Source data
'''

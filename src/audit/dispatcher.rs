//! Fire-and-forget delivery of log events to a [`LogStorer`].

use std::future::Future;
use std::sync::Arc;

use tokio::runtime::Handle;
use tokio::task::JoinHandle;

use crate::audit::events::{LogStorer, RequestLog, ResponseLog};

/// Handle to an in-flight request log write.
#[derive(Debug)]
pub struct PendingRequestLog {
    task: Option<JoinHandle<()>>,
}

impl PendingRequestLog {
    /// A handle with nothing to wait for.
    pub fn none() -> Self {
        Self { task: None }
    }

    async fn wait(self) {
        if let Some(task) = self.task {
            if let Err(e) = task.await {
                tracing::warn!(error = %e, "Request log task failed");
            }
        }
    }
}

/// Spawns log storage off the request path.
#[derive(Clone)]
pub struct LogDispatcher {
    storer: Arc<dyn LogStorer>,
}

impl LogDispatcher {
    pub fn new(storer: Arc<dyn LogStorer>) -> Self {
        Self { storer }
    }

    /// Store `log` in the background.
    pub fn request(&self, log: RequestLog) -> PendingRequestLog {
        let storer = Arc::clone(&self.storer);
        match Handle::try_current() {
            Ok(handle) => PendingRequestLog {
                task: Some(handle.spawn(async move { storer.store_request_log(log).await })),
            },
            Err(_) => {
                tracing::warn!(
                    request_id = %log.request_id,
                    "No runtime available, request log dropped"
                );
                PendingRequestLog::none()
            }
        }
    }

    /// Store the response log produced by `log` once both `log` and
    /// `pending` have completed.
    ///
    /// `log` typically waits for the response body to finish streaming.
    pub fn response<F>(&self, pending: PendingRequestLog, log: F)
    where
        F: Future<Output = ResponseLog> + Send + 'static,
    {
        let storer = Arc::clone(&self.storer);
        let task = async move {
            let log = log.await;
            pending.wait().await;
            storer.store_response_log(log).await;
        };

        if Handle::try_current().map(|h| h.spawn(task)).is_err() {
            tracing::warn!("No runtime available, response log dropped");
        }
    }
}
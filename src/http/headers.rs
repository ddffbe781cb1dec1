//! Header manipulation for forwarded requests and responses.
//!
//! # Responsibilities
//! - Strip hop-by-hop headers in both directions
//! - Append the transport peer to X-Forwarded-For
//!
//! # Design Decisions
//! - Headers named in `Connection` are treated as hop-by-hop too
//! - An existing X-Forwarded-For chain is preserved and extended

use std::net::IpAddr;

use axum::http::header::{self, HeaderMap, HeaderName, HeaderValue};

pub const X_FORWARDED_FOR: &str = "x-forwarded-for";

/// Headers that apply to a single connection and must not be forwarded.
const HOP_BY_HOP: [&str; 9] = [
    "connection",
    "proxy-connection",
    "keep-alive",
    "proxy-authenticate",
    "proxy-authorization",
    "te",
    "trailer",
    "transfer-encoding",
    "upgrade",
];

/// Remove hop-by-hop headers, including any listed in `Connection`.
pub fn strip_hop_by_hop(headers: &mut HeaderMap) {
    let listed: Vec<HeaderName> = headers
        .get_all(header::CONNECTION)
        .iter()
        .filter_map(|v| v.to_str().ok())
        .flat_map(|v| v.split(','))
        .filter_map(|name| HeaderName::from_bytes(name.trim().as_bytes()).ok())
        .collect();

    for name in listed {
        headers.remove(name);
    }
    for name in HOP_BY_HOP {
        headers.remove(name);
    }
}

/// Append `peer` to the X-Forwarded-For chain.
pub fn append_forwarded_for(headers: &mut HeaderMap, peer: IpAddr) {
    let prior: Vec<&str> = headers
        .get_all(X_FORWARDED_FOR)
        .iter()
        .filter_map(|v| v.to_str().ok())
        .collect();

    let chain = if prior.is_empty() {
        peer.to_string()
    } else {
        format!("{}, {}", prior.join(", "), peer)
    };

    match HeaderValue::from_str(&chain) {
        Ok(value) => {
            headers.insert(X_FORWARDED_FOR, value);
        }
        Err(e) => tracing::warn!(error = %e, "Could not build X-Forwarded-For header"),
    }
}
//! Shutdown coordination for the gateway.

use tokio::sync::broadcast;

/// Coordinator for graceful shutdown.
///
/// Provides a broadcast channel that the server and the cache sweeper subscribe to.
#[derive(Clone)]
pub struct Shutdown {
    tx: broadcast::Sender<()>,
}

impl Shutdown {
    pub fn new() -> Self {
        let (tx, _) = broadcast::channel(1);
        Self { tx }
    }

    /// Subscribe to the shutdown signal.
    pub fn subscribe(&self) -> broadcast::Receiver<()> {
        self.tx.subscribe()
    }

    /// Trigger the shutdown signal.
    pub fn trigger(&self) {
        let _ = self.tx.send(());
    }

    /// Number of tasks still listening.
    pub fn receiver_count(&self) -> usize {
        self.tx.receiver_count()
    }
}

impl Default for Shutdown {
    fn default() -> Self {
        Self::new()
    }
}
//! Gateway error responses.
//!
//! # Responsibilities
//! - Classify pipeline failures
//! - Map each failure to an HTTP status code
//! - Render a plain-text status line for the client
//!
//! # Design Decisions
//! - No structured error body; the message is the body
//! - Upstream transport failures become 502 Bad Gateway

use axum::http::StatusCode;
use axum::response::{IntoResponse, Response};
use thiserror::Error;

use crate::http::request::ClientIpError;
use crate::net::tls::TlsError;
use crate::routing::ProviderError;

/// Reasons the gateway answers a request itself instead of the origin.
#[derive(Debug, Error)]
pub enum GatewayError {
    #[error("Gateway Error: failed to get request IP")]
    ClientIp(#[from] ClientIpError),

    #[error("Gateway Error: route provider is not configured")]
    MissingRouteProvider,

    #[error("Gateway Error: log storer is not configured")]
    MissingLogStorer,

    #[error("Gateway Error: failed to get routes")]
    Routes(#[source] ProviderError),

    #[error("Not Found")]
    NoRoute,

    #[error("Gateway Error: failed to parse destination URL")]
    OriginUrl(String),

    #[error("Gateway Error: failed to read request body")]
    RequestBody(#[source] axum::Error),

    #[error("Gateway Error: failed to configure TLS")]
    Tls(#[source] TlsError),

    #[error("Bad Gateway")]
    Upstream(#[source] hyper_util::client::legacy::Error),
}

impl GatewayError {
    pub fn status_code(&self) -> StatusCode {
        match self {
            GatewayError::NoRoute => StatusCode::NOT_FOUND,
            GatewayError::Upstream(_) => StatusCode::BAD_GATEWAY,
            GatewayError::ClientIp(_)
            | GatewayError::MissingRouteProvider
            | GatewayError::MissingLogStorer
            | GatewayError::Routes(_)
            | GatewayError::OriginUrl(_)
            | GatewayError::RequestBody(_)
            | GatewayError::Tls(_) => StatusCode::INTERNAL_SERVER_ERROR,
        }
    }
}

impl IntoResponse for GatewayError {
    fn into_response(self) -> Response {
        (self.status_code(), self.to_string()).into_response()
    }
}
//! Lifecycle management subsystem.
//!
//! # Data Flow
//! ```text
//! Startup (startup.rs):
//!     Config → Cache + sweeper → Stores → Gateway → Bind listener
//!
//! Shutdown (shutdown.rs):
//!     Signal received → broadcast → Stop accepting, drain, stop sweeper → Exit
//!
//! Signals (signals.rs):
//!     SIGTERM/SIGINT → Trigger graceful shutdown
//! ```
//!
//! # Design Decisions
//! - Ordered startup: storage first, then gateway, listener last
//! - One broadcast channel reaches every background task

pub mod shutdown;
pub mod signals;
pub mod startup;

pub use shutdown::Shutdown;
pub use startup::{Application, StartupError};
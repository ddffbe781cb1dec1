//! Startup orchestration.
//!
//! # Responsibilities
//! - Initialize subsystems in dependency order
//! - Start background tasks (cache sweeper)
//! - Bind the listener and begin accepting traffic
//!
//! # Design Decisions
//! - Fail fast: any startup error is fatal
//! - Listener binds last (traffic only when ready)

use std::net::SocketAddr;
use std::sync::Arc;
use std::time::Duration;

use thiserror::Error;
use tokio::net::TcpListener;
use tokio::sync::broadcast;
use tokio::task::JoinHandle;

use crate::audit::RecordLogStorer;
use crate::cache::TtlCache;
use crate::config::GatewayConfig;
use crate::http::{Gateway, HttpServer};
use crate::lifecycle::Shutdown;
use crate::net::tls::TlsError;
use crate::routing::StoreRouteProvider;
use crate::store::{CachedRouteStore, CachedRoutes, FileRouteStore, JsonlRequestSink, StoreError};

#[derive(Debug, Error)]
pub enum StartupError {
    #[error("failed to bind {address}: {source}")]
    Bind {
        address: String,
        #[source]
        source: std::io::Error,
    },

    #[error("storage error: {0}")]
    Store(#[from] StoreError),

    #[error("TLS error: {0}")]
    Tls(#[from] TlsError),

    #[error("server error: {0}")]
    Serve(#[from] std::io::Error),
}

/// A fully wired gateway with a bound listener, ready to serve.
pub struct Application {
    server: HttpServer,
    listener: TcpListener,
    local_addr: SocketAddr,
    shutdown: Shutdown,
    server_shutdown: broadcast::Receiver<()>,
    sweeper: JoinHandle<()>,
}

impl Application {
    /// Wire storage, cache, gateway and listener from `config`.
    pub async fn build(config: &GatewayConfig, shutdown: Shutdown) -> Result<Self, StartupError> {
        let cache: TtlCache<CachedRoutes> = TtlCache::new();
        let sweeper = cache.spawn_sweeper(
            Duration::from_secs(config.cache.sweep_interval_secs),
            shutdown.subscribe(),
        );

        let route_store = Arc::new(CachedRouteStore::new(
            Arc::new(FileRouteStore::new(&config.storage.routes_path)),
            cache,
            Duration::from_secs(config.cache.route_ttl_secs),
        ));
        let sink = Arc::new(JsonlRequestSink::open(&config.storage.requests_path).await?);

        let gateway = Gateway::new(
            Arc::new(StoreRouteProvider::new(Arc::clone(&route_store))),
            Arc::new(RecordLogStorer::new(route_store, sink)),
        )?;
        let server = HttpServer::new(Arc::new(gateway));

        let address = &config.listener.bind_address;
        let listener = TcpListener::bind(address)
            .await
            .map_err(|source| StartupError::Bind {
                address: address.clone(),
                source,
            })?;
        let local_addr = listener.local_addr()?;

        tracing::info!(
            address = %local_addr,
            routes_path = %config.storage.routes_path,
            requests_path = %config.storage.requests_path,
            "Gateway initialized"
        );

        Ok(Self {
            server,
            listener,
            local_addr,
            server_shutdown: shutdown.subscribe(),
            shutdown,
            sweeper,
        })
    }

    pub fn local_addr(&self) -> SocketAddr {
        self.local_addr
    }

    /// Serve until the shutdown signal fires, then wait for the sweeper to exit.
    pub async fn run(self) -> Result<(), StartupError> {
        let served = self.server.run(self.listener, self.server_shutdown).await;

        // Stops the sweeper when the server exits on its own.
        self.shutdown.trigger();
        if let Err(e) = self.sweeper.await {
            tracing::warn!(error = %e, "Cache sweeper task failed");
        }
        Ok(served?)
    }
}

#[cfg(test)]
mod tests {
    use super::*;

    fn config(dir: &std::path::Path) -> GatewayConfig {
        let mut config = GatewayConfig::default();
        config.listener.bind_address = "127.0.0.1:0".into();
        config.storage.routes_path = dir.join("routes.toml").display().to_string();
        config.storage.requests_path = dir.join("out/requests.jsonl").display().to_string();
        config
    }

    fn temp_dir() -> std::path::PathBuf {
        std::env::temp_dir().join(format!("relay-gateway-startup-{}", uuid::Uuid::new_v4()))
    }

    #[tokio::test]
    async fn test_build_and_shutdown() {
        let dir = temp_dir();
        let shutdown = Shutdown::new();
        let app = Application::build(&config(&dir), shutdown.clone()).await.unwrap();
        assert_ne!(app.local_addr().port(), 0);
        assert!(dir.join("out/requests.jsonl").exists());

        shutdown.trigger();
        tokio::time::timeout(Duration::from_secs(2), app.run())
            .await
            .unwrap()
            .unwrap();
        let _ = std::fs::remove_dir_all(dir);
    }

    #[tokio::test]
    async fn test_bind_failure() {
        let dir = temp_dir();
        let mut config = config(&dir);
        config.listener.bind_address = "not-an-address".into();

        let err = Application::build(&config, Shutdown::new()).await.err().unwrap();
        assert!(matches!(err, StartupError::Bind { .. }));
        let _ = std::fs::remove_dir_all(dir);
    }
}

'''

WORK TO COMPLETE: Each line in the entries above, starting at the line with "self.local_addr" and ending at the line with "Ok(served?)", is to be printed exactly, and only those lines.

ANSWER TO THIS TASK:
        self.local_addr
    }

    /// Serve until the shutdown signal fires, then wait for the sweeper to exit.
    pub async fn run(self) -> Result<(), StartupError> {
        let served = self.server.run(self.listener, self.server_shutdown).await;

        // Stops the sweeper when the server exits on its own.
        self.shutdown.trigger();
        if let Err(e) = self.sweeper.await {
            tracing::warn!(error = %e, "Cache sweeper task failed");
        }
        Ok(served?)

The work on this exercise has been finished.